Makanya kalau jadi perempuan pakaiannya jangan terlalu sexy, bisa menggoda laki-laki. Kan, memang laki-laki hasrat seksualnya tinggi. Jadi, salah kalian sendiri.

Pernyataan menyalahkan korban seperti di atas sangat sering kita dengarkan. Seolah-olah salah si korban yang mengundang nafsu laki-laki. Sungguh mengesalkan. Alasan inilah yang berujung pada pembenaran pelaku dan membuat para korban mengalami penderitaan ganda : diperkosa dan disalahkan.

Itu mengapa kita butuh mengubah cara pandang terhadap masalah kekerasan seksual. Sampai kapan kita mau menyalahkan korban terus-menerus?

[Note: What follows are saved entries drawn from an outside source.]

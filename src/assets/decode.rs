use std::sync::Arc;

use anyhow::Context;

use crate::{assets::store::PreparedImage, foundation::error::CardResult, foundation::math};

/// Decode encoded image bytes and convert to premultiplied RGBA8.
pub fn decode_image(bytes: &[u8]) -> CardResult<PreparedImage> {
    let dyn_img = image::load_from_memory(bytes).context("decode image from memory")?;
    let rgba = dyn_img.to_rgba8();
    let (width, height) = rgba.dimensions();

    let mut rgba8_premul = rgba.into_raw();
    premultiply_rgba8_in_place(&mut rgba8_premul);

    Ok(PreparedImage {
        width,
        height,
        rgba8_premul: Arc::new(rgba8_premul),
    })
}

pub(crate) fn premultiply_rgba8_in_place(rgba: &mut [u8]) {
    for px in rgba.chunks_exact_mut(4) {
        let a = u16::from(px[3]);
        if a == 0 {
            px[0] = 0;
            px[1] = 0;
            px[2] = 0;
            continue;
        }
        px[0] = math::mul_div255_u8(u16::from(px[0]), a);
        px[1] = math::mul_div255_u8(u16::from(px[1]), a);
        px[2] = math::mul_div255_u8(u16::from(px[2]), a);
    }
}

#[cfg(test)]
#[path = "../../tests/unit/assets/decode.rs"]
mod tests;
//! Command-line argument parsing.
//!
//! This module defines the command-line interface structure using the `clap`
//! crate. Flags given here override the matching fields of a run profile.

use clap::Parser;

/// Command-line arguments for the runwatch CLI tool.
///
/// # Examples
///
/// ```rust
/// use clap::Parser;
/// use runwatch_cli::cli_args::Args;
///
/// let args = Args::parse_from(["rw", "--engine", "python3 run_ctf.py", "scripts/a.json"]);
/// assert_eq!(args.scripts, vec!["scripts/a.json"]);
/// ```
#[derive(Parser, Debug, Default)] // requires `derive` feature
#[command(term_width = 0)] // Just to make testing across clap features easier
#[allow(clippy::struct_excessive_bools)]
pub struct Args {
    /// ID of the run profile to start from.
    #[arg(long, short = 'P')]
    pub profile: Option<String>,

    /// Path to the run profiles YAML.
    ///
    /// If not provided, defaults to `~/.runwatch/profiles.yml`.
    #[arg(long)]
    pub profiles_path: Option<String>,

    /// Engine invocation, e.g. `python3 run_ctf.py`.
    #[arg(long, short = 'e')]
    pub engine: Option<String>,

    /// Configuration file handed to the engine with `--config_file`.
    #[arg(long, short = 'c')]
    pub config_file: Option<String>,

    /// Directory the engine is started in.
    #[arg(long, short = 'w')]
    pub working_directory: Option<String>,

    /// UDP port to receive telemetry on. Use 0 for any free port.
    #[arg(long)]
    pub port: Option<u16>,

    /// Address to receive telemetry on.
    #[arg(long)]
    pub host: Option<String>,

    /// Stop the run after this many seconds.
    #[arg(long, short = 't')]
    pub timeout: Option<u64>,

    /// Answer yes to every confirmation the engine asks for.
    #[arg(long, short = 'y', action)]
    pub yes: bool,

    /// Print the engine invocation without running it.
    #[arg(long, short = 'd', action)]
    pub dry_run: bool,

    /// Test scripts to run, in order.
    #[arg(trailing_var_arg = true)]
    pub scripts: Vec<String>,
}

#[cfg(test)]
mod tests {
    use super::*;
    use clap::Parser;

    #[test]
    fn test_args_default_values() {
        let args = Args::parse_from(["rw"]);

        assert!(args.profile.is_none());
        assert!(args.profiles_path.is_none());
        assert!(args.engine.is_none());
        assert!(args.config_file.is_none());
        assert!(args.working_directory.is_none());
        assert!(args.port.is_none());
        assert!(args.host.is_none());
        assert!(args.timeout.is_none());
        assert!(!args.yes);
        assert!(!args.dry_run);
        assert!(args.scripts.is_empty());
    }

    #[test]
    fn test_args_short_flags() {
        let args = Args::parse_from([
            "rw",
            "-P",
            "smoke",
            "-e",
            "python3 run_ctf.py",
            "-c",
            "configs/local.ini",
            "-w",
            "/work/cfs",
            "-t",
            "60",
            "-y",
            "-d",
        ]);

        assert_eq!(args.profile, Some("smoke".to_string()));
        assert_eq!(args.engine, Some("python3 run_ctf.py".to_string()));
        assert_eq!(args.config_file, Some("configs/local.ini".to_string()));
        assert_eq!(args.working_directory, Some("/work/cfs".to_string()));
        assert_eq!(args.timeout, Some(60));
        assert!(args.yes);
        assert!(args.dry_run);
    }

    #[test]
    fn test_args_long_flags() {
        let args = Args::parse_from([
            "rw",
            "--profile",
            "nightly",
            "--profiles-path",
            "/custom/profiles.yml",
            "--port",
            "6000",
            "--host",
            "0.0.0.0",
            "--yes",
            "--dry-run",
        ]);

        assert_eq!(args.profile, Some("nightly".to_string()));
        assert_eq!(args.profiles_path, Some("/custom/profiles.yml".to_string()));
        assert_eq!(args.port, Some(6000));
        assert_eq!(args.host, Some("0.0.0.0".to_string()));
        assert!(args.yes);
        assert!(args.dry_run);
    }

    #[test]
    fn test_args_scripts_keep_order() {
        let args = Args::parse_from(["rw", "-P", "smoke", "b.json", "a.json", "c.json"]);
        assert_eq!(args.scripts, vec!["b.json", "a.json", "c.json"]);
    }

    #[test]
    fn test_args_invalid_port_rejected() {
        let result = Args::try_parse_from(["rw", "--port", "70000"]);
        assert!(result.is_err());
    }
}
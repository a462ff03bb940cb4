//! Detection of interactive yes/no prompts in engine output.
//!
//! The engine's user-input instruction logs the text it waits on
//! (`... userio_plugin ... Executed with args: <prompt>`), then logs
//! `Wait for user input`, then asks `Please Enter 'Y' to continue` on its
//! standard output and blocks reading standard input. The broker turns that
//! text into [`ConfirmationRequest`]s and the user's decision into the bytes
//! the engine expects. It never talks to the user or the process itself.

use std::collections::VecDeque;

use log::debug;

use crate::process::OutputStream;

/// Both must appear in a line for it to carry prompt context.
pub const PROMPT_SOURCE_MARKER: &str = "userio_plugin";
pub const ARGUMENTS_MARKER: &str = "Executed with args:";
/// Logged once the engine is about to block on input.
pub const WAIT_MARKER: &str = "Wait for user input";
pub const CONFIRMATION_MARKER: &str = "Please Enter 'Y' to continue";

/// Longer candidates are multi-line dumps, not prompts.
pub const MAX_PROMPT_LENGTH: usize = 10;

pub const YES_ANSWER: &[u8] = b"y\n";
pub const NO_ANSWER: &[u8] = b"n\n";

/// Upper bound for an unterminated line carried between fragments.
const MAX_PARTIAL_LINE: usize = 4096;

/// The engine is waiting for a yes/no answer.
#[derive(Debug, Clone, PartialEq, Eq)]
pub struct ConfirmationRequest {
    /// Last short prompt seen before the request, if any.
    pub context: Option<String>,
}

impl ConfirmationRequest {
    /// Text suitable for a confirm dialog.
    #[must_use]
    pub fn message(&self) -> String {
        let question = "Continue the tests? Answer no to cancel them.";
        match &self.context {
            Some(context) => format!("{context}\n{question}"),
            None => question.to_string(),
        }
    }
}

#[derive(Debug, Default)]
pub struct InteractionBroker {
    prompt: Option<String>,
    candidate: Option<String>,
    partial_lines: [String; 2],
    requests: VecDeque<ConfirmationRequest>,
}

impl InteractionBroker {
    #[must_use]
    pub fn new() -> Self {
        Self::default()
    }

    /// The stored prompt context.
    pub fn prompt(&self) -> Option<&str> {
        self.prompt.as_deref()
    }

    /// Scans one output fragment.
    ///
    /// Lines are reassembled per stream, so a marker split across two reads
    /// is still found. A confirmation marker in a line the engine has not
    /// terminated yet fires right away.
    pub fn feed(&mut self, stream: OutputStream, fragment: &str) {
        let index = match stream {
            OutputStream::Stdout => 0,
            OutputStream::Stderr => 1,
        };

        let mut pending = std::mem::take(&mut self.partial_lines[index]);
        pending.push_str(fragment);

        while let Some(end) = pending.find('\n') {
            let line: String = pending.drain(..=end).collect();
            self.scan_line(&line);
        }

        if let Some(start) = pending.find(CONFIRMATION_MARKER) {
            pending.replace_range(..start + CONFIRMATION_MARKER.len(), "");
            self.push_request();
        }

        self.partial_lines[index] = truncate_front(pending, MAX_PARTIAL_LINE);
    }

    /// Takes the oldest unanswered confirmation request.
    pub fn next_confirmation(&mut self) -> Option<ConfirmationRequest> {
        self.requests.pop_front()
    }

    /// Returns the bytes to write for the user's answer and forgets the prompt.
    pub fn answer(&mut self, confirmed: bool) -> &'static [u8] {
        self.prompt = None;
        self.candidate = None;

        if confirmed {
            YES_ANSWER
        } else {
            NO_ANSWER
        }
    }

    /// Drops every queued request, e.g. once the process is gone.
    pub fn clear_requests(&mut self) {
        self.requests.clear();
    }

    fn scan_line(&mut self, line: &str) {
        let line = line.trim_end_matches(['\n', '\r']);

        if line.contains(PROMPT_SOURCE_MARKER) {
            if let Some(start) = line.find(ARGUMENTS_MARKER) {
                let candidate = line[start + ARGUMENTS_MARKER.len()..].trim();
                self.candidate = Some(candidate.to_string());
            }
        }

        if line.contains(WAIT_MARKER) {
            if let Some(candidate) = self.candidate.take() {
                self.accept_candidate(candidate);
            }
        }

        if line.contains(CONFIRMATION_MARKER) {
            self.push_request();
        }
    }

    fn accept_candidate(&mut self, candidate: String) {
        if candidate.is_empty() || candidate.chars().count() > MAX_PROMPT_LENGTH {
            debug!("Ignoring prompt context of {} characters", candidate.chars().count());
            return;
        }

        debug!("Prompt context: {candidate}");
        self.prompt = Some(candidate);
    }

    fn push_request(&mut self) {
        self.requests.push_back(ConfirmationRequest {
            context: self.prompt.clone(),
        });
    }
}

fn truncate_front(mut text: String, limit: usize) -> String {
    if text.len() <= limit {
        return text;
    }

    let mut cut = text.len() - limit;
    while !text.is_char_boundary(cut) {
        cut += 1;
    }
    text.replace_range(..cut, "");
    text
}

#[cfg(test)]
mod tests {
    use super::*;
    use OutputStream::{Stderr, Stdout};

    fn context_lines(prompt: &str) -> String {
        format!(
            "2026-10-17 10:00:01 INFO userio_plugin.py:50 Test Command Executed with args: {prompt}\n\
             2026-10-17 10:00:01 INFO userio_plugin.py:51 Wait for user input: \n"
        )
    }

    #[test]
    fn test_short_prompt_is_stored() {
        let mut broker = InteractionBroker::new();
        broker.feed(Stderr, &context_lines("Check LED"));
        assert_eq!(broker.prompt(), Some("Check LED"));
        assert!(broker.next_confirmation().is_none());
    }

    #[test]
    fn test_long_prompt_is_discarded() {
        let mut broker = InteractionBroker::new();
        broker.feed(Stderr, &context_lines("Verify the telemetry dump below"));
        assert_eq!(broker.prompt(), None);
    }

    #[test]
    fn test_long_prompt_keeps_previous_short_one() {
        let mut broker = InteractionBroker::new();
        broker.feed(Stderr, &context_lines("Power on"));
        broker.feed(Stderr, &context_lines("This one is far too long to keep"));
        assert_eq!(broker.prompt(), Some("Power on"));
    }

    #[test]
    fn test_args_from_other_plugins_ignored() {
        let mut broker = InteractionBroker::new();
        broker.feed(
            Stderr,
            "INFO example_plugin.py:123 Test Command Executed with args: 1, 2\nINFO Wait for user input\n",
        );
        assert_eq!(broker.prompt(), None);
    }

    #[test]
    fn test_confirmation_without_newline_fires() {
        let mut broker = InteractionBroker::new();
        broker.feed(Stderr, &context_lines("Check LED"));
        broker.feed(Stdout, "\nPlease Enter 'Y' to continue... ");

        let request = broker.next_confirmation().unwrap();
        assert_eq!(request.context.as_deref(), Some("Check LED"));
        assert!(broker.next_confirmation().is_none());
    }

    #[test]
    fn test_marker_split_across_fragments() {
        let mut broker = InteractionBroker::new();
        broker.feed(Stdout, "\nPlease Enter ");
        assert!(broker.next_confirmation().is_none());
        broker.feed(Stdout, "'Y' to continue... \n");
        assert!(broker.next_confirmation().is_some());
        assert!(broker.next_confirmation().is_none());
    }

    #[test]
    fn test_streams_are_not_spliced() {
        let mut broker = InteractionBroker::new();
        broker.feed(Stdout, "Please Enter ");
        broker.feed(Stderr, "'Y' to continue\n");
        assert!(broker.next_confirmation().is_none());
    }

    #[test]
    fn test_answer_bytes_and_prompt_cleared() {
        let mut broker = InteractionBroker::new();
        broker.feed(Stderr, &context_lines("Check LED"));
        broker.feed(Stdout, "Please Enter 'Y' to continue... \n");
        assert!(broker.next_confirmation().is_some());

        assert_eq!(broker.answer(true), b"y\n");
        assert_eq!(broker.prompt(), None);
        assert_eq!(broker.answer(false), b"n\n");
    }

    #[test]
    fn test_request_without_context() {
        let mut broker = InteractionBroker::new();
        broker.feed(Stdout, "Please Enter 'Y' to continue\n");
        let request = broker.next_confirmation().unwrap();
        assert_eq!(request.context, None);
        assert_eq!(request.message(), "Continue the tests? Answer no to cancel them.");
    }

    #[test]
    fn test_partial_line_is_bounded() {
        let mut broker = InteractionBroker::new();
        broker.feed(Stdout, &"x".repeat(MAX_PARTIAL_LINE * 3));
        assert_eq!(broker.partial_lines[0].len(), MAX_PARTIAL_LINE);
    }

    #[test]
    fn test_clear_requests() {
        let mut broker = InteractionBroker::new();
        broker.feed(Stdout, "Please Enter 'Y' to continue\nPlease Enter 'Y' to continue\n");
        broker.clear_requests();
        assert!(broker.next_confirmation().is_none());
    }

    #[test]
    fn test_truncate_front_respects_char_boundaries() {
        let text = "ééé".to_string();
        let truncated = truncate_front(text, 3);
        assert_eq!(truncated, "é");
    }
}
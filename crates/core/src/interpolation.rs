use std::collections::HashMap;

use indexmap::IndexSet;
use leon::Template;

use crate::error::Result;

/// Placeholder for the profile's working directory in an engine command.
pub const PROJECT_DIR_KEY: &str = "project_dir";
/// Placeholder for the user's home directory in an engine command.
pub const HOME_KEY: &str = "home";

/// Builds the values available to `{...}` placeholders in an engine command.
pub fn build_context(working_directory: Option<&str>) -> HashMap<String, String> {
    let mut context = HashMap::new();

    context.insert(HOME_KEY.to_string(), shellexpand::tilde("~").to_string());

    if let Some(working_directory) = working_directory {
        context.insert(PROJECT_DIR_KEY.to_string(), working_directory.to_string());
    }

    context
}

/// Find all placeholder tokens in a template string, in order of appearance.
pub fn get_tokens(template: &str) -> Result<IndexSet<String>> {
    let template = Template::parse(template)?;

    Ok(template.keys().map(|key| (*key).to_string()).collect())
}

pub fn interpolate(template: &str, context: &HashMap<String, String>) -> Result<String> {
    let template = Template::parse(template)?;

    Ok(template.render(context)?)
}
use crossterm::style::Color;
use runwatch_core::status::RunStatus;

/// Trait for converting run statuses to terminal colors
pub trait AsTermColor {
    fn as_crossterm_color(&self) -> Color;
}

impl AsTermColor for RunStatus {
    fn as_crossterm_color(&self) -> Color {
        match self {
            RunStatus::Waiting => Color::Grey,
            RunStatus::Active => Color::Cyan,
            RunStatus::Stopped => Color::DarkYellow,
            RunStatus::Passed => Color::Green,
            RunStatus::Failed | RunStatus::Error => Color::Red,
            RunStatus::Timeout => Color::Magenta,
            RunStatus::Aborted => Color::DarkRed,
            RunStatus::Disabled => Color::DarkGrey,
            RunStatus::Unknown => Color::Reset,
        }
    }
}

#[cfg(test)]
mod tests {
    use super::*;

    #[test]
    fn test_failures_are_red() {
        assert_eq!(RunStatus::Failed.as_crossterm_color(), Color::Red);
        assert_eq!(RunStatus::Error.as_crossterm_color(), Color::Red);
        assert_eq!(RunStatus::Passed.as_crossterm_color(), Color::Green);
    }
}
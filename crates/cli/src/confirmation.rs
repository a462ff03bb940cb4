use std::io::{stdin, stdout, BufRead, Write};

use runwatch_core::error::Result;

/// Asks `message` until the answer is yes or no. An empty answer means yes.
///
/// Returns `false` if the input ends before an answer is given.
pub fn read_confirmation<R: BufRead, W: Write>(
    message: &str,
    input: &mut R,
    output: &mut W,
) -> Result<bool> {
    loop {
        write!(output, "{message} ([Y]es/[n]o): ")?;
        output.flush()?;

        let mut answer = String::new();
        if input.read_line(&mut answer)? == 0 {
            return Ok(false);
        }

        match answer.trim().to_lowercase().as_str() {
            "" | "y" | "yes" => return Ok(true),
            "n" | "no" => return Ok(false),
            _ => {}
        }
    }
}

/// Confirms with the user on the terminal.
pub fn prompt_confirmation(message: &str) -> Result<bool> {
    read_confirmation(message, &mut stdin().lock(), &mut stdout())
}
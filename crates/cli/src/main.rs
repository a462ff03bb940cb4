use clap::Parser;
use log::debug;
use runwatch_core::error::Result;
use runwatch_core::session::{RunSession, SessionState};
use std::process::ExitCode;

use runwatch_cli::cli_args::Args;
use runwatch_cli::run_setup::{build_run, print_invocation};
use runwatch_cli::run_view::{exit_code, RunView};

async fn execute(args: Args) -> Result<Option<SessionState>> {
    let (target, settings) = build_run(&args)?;
    debug!("Run target: {target}");

    if args.dry_run {
        print_invocation(&target, &settings);
        println!("Dry run is specified, exiting without executing.");
        return Ok(None);
    }

    let (handle, events) = RunSession::start(target, settings);
    let state = RunView::new(args.yes).follow(handle, events).await?;

    Ok(Some(state))
}

fn main() -> ExitCode {
    env_logger::init();

    let args = Args::parse();

    let runtime = match tokio::runtime::Builder::new_current_thread()
        .enable_all()
        .build()
    {
        Ok(runtime) => runtime,
        Err(e) => {
            eprintln!("Unable to start the async runtime: {e}");
            return ExitCode::FAILURE;
        }
    };

    let result = runtime.block_on(execute(args));
    // A terminal prompt may still be blocked on stdin.
    runtime.shutdown_background();

    match result {
        Ok(Some(state)) => exit_code(state),
        Ok(None) => ExitCode::SUCCESS,
        Err(e) => {
            eprintln!("{e}");
            ExitCode::FAILURE
        }
    }
}
//! Turning command-line arguments and run profiles into something to run.

use itertools::Itertools;
use log::debug;
use runwatch_core::config::{self, SessionSettings};
use runwatch_core::error::Result;
use runwatch_core::file_handling;
use runwatch_core::run_target::{RunProfile, RunTarget};

use crate::cli_args::Args;

/// ID given to the profile assembled from command-line flags alone.
const COMMAND_LINE_PROFILE_ID: &str = "command-line";

/// Loads the requested profile, if any, and lays the command-line flags over it.
///
/// # Errors
///
/// Returns an error if the profiles file cannot be loaded or the profile
/// does not exist.
pub fn resolve_profile(args: &Args) -> Result<RunProfile> {
    let base = match &args.profile {
        Some(profile_id) => {
            let profiles_path = config::get_profiles_path(&args.profiles_path);
            debug!("Profiles path: `{profiles_path}`");

            let profiles = file_handling::get_run_profiles(&profiles_path)?;
            file_handling::find_profile(&profiles, profile_id)?.clone()
        }
        None => RunProfile {
            id: COMMAND_LINE_PROFILE_ID.to_string(),
            description: None,
            engine: None,
            working_directory: None,
            config_file: None,
            scripts: Vec::new(),
            environment: None,
            host: None,
            port: None,
            timeout_secs: None,
        },
    };

    Ok(apply_args(base, args))
}

/// Command-line flags win over profile fields; scripts given on the command
/// line replace the profile's list instead of extending it.
pub fn apply_args(mut profile: RunProfile, args: &Args) -> RunProfile {
    if args.engine.is_some() {
        profile.engine.clone_from(&args.engine);
    }
    if args.config_file.is_some() {
        profile.config_file.clone_from(&args.config_file);
    }
    if args.working_directory.is_some() {
        profile.working_directory.clone_from(&args.working_directory);
    }
    if !args.scripts.is_empty() {
        profile.scripts.clone_from(&args.scripts);
    }
    if args.host.is_some() {
        profile.host.clone_from(&args.host);
    }
    if args.port.is_some() {
        profile.port = args.port;
    }
    if args.timeout.is_some() {
        profile.timeout_secs = args.timeout;
    }

    profile
}

/// Builds the run target and session settings for `args`.
///
/// # Errors
///
/// Returns an error if the profile cannot be resolved, no engine or scripts
/// were given, or the engine command has an unknown placeholder.
pub fn build_run(args: &Args) -> Result<(RunTarget, SessionSettings)> {
    let profile = resolve_profile(args)?;
    let target = RunTarget::from_profile(&profile)?;

    let mut settings = SessionSettings::default();
    profile.apply_to(&mut settings);

    Ok((target, settings))
}

/// Prints what would be executed, for dry runs.
pub fn print_invocation(target: &RunTarget, settings: &SessionSettings) {
    println!(
        "Executing engine:\n{} -c \"{}\"",
        settings.shell,
        target.shell_command(settings.port)
    );

    if let Some(working_directory) = target.working_directory() {
        println!("In directory: {working_directory}");
    }

    if !target.environment().is_empty() {
        println!("With environment:");
        for (key, value) in target.environment().iter().sorted() {
            println!("\t\"{key}\": \"{value}\"");
        }
    }

    println!("Telemetry expected on {}", settings.listen_address());

    if let Some(timeout) = settings.run_timeout {
        println!("Run timeout: {} seconds", timeout.as_secs());
    }
}

#[cfg(test)]
mod tests {
    use super::*;
    use runwatch_core::error::Error;

    fn profile() -> RunProfile {
        RunProfile {
            id: "smoke".to_string(),
            description: None,
            engine: Some("python3 run_ctf.py".to_string()),
            working_directory: None,
            config_file: Some("configs/default.ini".to_string()),
            scripts: vec!["a.json".to_string(), "b.json".to_string()],
            environment: None,
            host: None,
            port: Some(6000),
            timeout_secs: None,
        }
    }

    #[test]
    fn test_apply_args_overrides_fields() {
        let args = Args {
            config_file: Some("configs/local.ini".to_string()),
            port: Some(7000),
            timeout: Some(90),
            ..Args::default()
        };

        let merged = apply_args(profile(), &args);
        assert_eq!(merged.engine, Some("python3 run_ctf.py".to_string()));
        assert_eq!(merged.config_file, Some("configs/local.ini".to_string()));
        assert_eq!(merged.port, Some(7000));
        assert_eq!(merged.timeout_secs, Some(90));
        assert_eq!(merged.scripts, vec!["a.json", "b.json"]);
    }

    #[test]
    fn test_apply_args_scripts_replace_profile_scripts() {
        let args = Args {
            scripts: vec!["c.json".to_string()],
            ..Args::default()
        };

        let merged = apply_args(profile(), &args);
        assert_eq!(merged.scripts, vec!["c.json"]);
    }

    #[test]
    fn test_build_run_from_flags_only() {
        let args = Args {
            engine: Some("python3 run_ctf.py".to_string()),
            port: Some(0),
            scripts: vec!["a.json".to_string()],
            ..Args::default()
        };

        let (target, settings) = build_run(&args).unwrap();
        assert_eq!(target.shell_command(settings.port), "python3 run_ctf.py --port 0 a.json");
        assert!(settings.run_timeout.is_none());
    }

    #[test]
    fn test_build_run_without_engine() {
        let args = Args {
            scripts: vec!["a.json".to_string()],
            ..Args::default()
        };

        assert!(matches!(build_run(&args), Err(Error::EmptyEngineCommand)));
    }

    #[test]
    fn test_build_run_without_scripts() {
        let args = Args {
            engine: Some("python3 run_ctf.py".to_string()),
            ..Args::default()
        };

        assert!(matches!(build_run(&args), Err(Error::NoScripts)));
    }
}
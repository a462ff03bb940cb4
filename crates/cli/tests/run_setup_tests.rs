//! Integration tests for building runs from profiles and flags.

use std::io::Write;
use std::time::Duration;

use runwatch_cli::cli_args::Args;
use runwatch_cli::run_setup::build_run;
use runwatch_core::error::Error;
use tempfile::NamedTempFile;

const PROFILES: &str = r#"
- id: "smoke"
  description: "Quick checks"
  engine: "{project_dir}/venv/bin/python run_ctf.py"
  working_directory: "/work/cfs"
  config_file: "configs/local.ini"
  scripts: ["scripts/a.json", "scripts/b.json", "scripts/a.json"]
  environment:
    CFS_TARGET: "sim"
  port: 6000
  timeout_secs: 120

- id: "nightly"
  engine: "python3 run_ctf.py"
  scripts: ["scripts/all.json"]
"#;

fn write_profiles() -> NamedTempFile {
    let mut temp_file = NamedTempFile::new().unwrap();
    write!(temp_file, "{PROFILES}").unwrap();
    temp_file
}

fn args_for(profile: &str, profiles: &NamedTempFile) -> Args {
    Args {
        profile: Some(profile.to_string()),
        profiles_path: Some(profiles.path().to_str().unwrap().to_string()),
        ..Args::default()
    }
}

#[test]
fn test_profile_becomes_run_target() {
    let profiles = write_profiles();
    let (target, settings) = build_run(&args_for("smoke", &profiles)).unwrap();

    assert_eq!(
        target.shell_command(settings.port),
        "/work/cfs/venv/bin/python run_ctf.py --port 6000 --config_file configs/local.ini scripts/a.json scripts/b.json"
    );
    assert_eq!(target.working_directory(), Some("/work/cfs"));
    assert_eq!(target.environment().get("CFS_TARGET"), Some(&"sim".to_string()));
    assert_eq!(settings.run_timeout, Some(Duration::from_secs(120)));
}

#[test]
fn test_flags_override_profile() {
    let profiles = write_profiles();
    let args = Args {
        port: Some(0),
        timeout: Some(5),
        scripts: vec!["scripts/one.json".to_string()],
        ..args_for("nightly", &profiles)
    };

    let (target, settings) = build_run(&args).unwrap();
    assert_eq!(target.scripts(), ["scripts/one.json"]);
    assert_eq!(settings.port, 0);
    assert_eq!(settings.listen_address(), "127.0.0.1:0");
    assert_eq!(settings.run_timeout, Some(Duration::from_secs(5)));
}

#[test]
fn test_unknown_profile() {
    let profiles = write_profiles();
    let result = build_run(&args_for("weekly", &profiles));
    assert!(matches!(result, Err(Error::ProfileNotFound(id)) if id == "weekly"));
}

#[test]
fn test_missing_profiles_file() {
    let args = Args {
        profile: Some("smoke".to_string()),
        profiles_path: Some("/this/path/does/not/exist.yml".to_string()),
        ..Args::default()
    };

    assert!(matches!(build_run(&args), Err(Error::Io { .. })));
}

Komitmen laki-laki untuk menjadikan perempuan bukan sebagai objek seks adalah kunci utama dari penghapusan kekerasan seksual pada perempuan, dan menghargai jenis pakaian apapun yang mereka kenakan.

Mulailah berpikir dan mari mengubah cara melihat kita dari berbagai sudut pandang, daripada langsung menyalahkan korban.  Perasaan sedih, depresi bahkan trauma selalu menghantui mereka dan sangat sulit untuk dihilangkan. Keadaan emosional mereka sangatlah tidak stabil. Mereka butuh waktu untuk kembali bersosialisasi.

Jadi baiknya kita mulai berhenti menyalahkan korban, beri dukungan emosional untuk para korban. Berempati. Buatlah korban merasa yakin bahwa dia tidak bersalah dan tidak sendirian dalam menghadapi peristiwa tersebut. Mari!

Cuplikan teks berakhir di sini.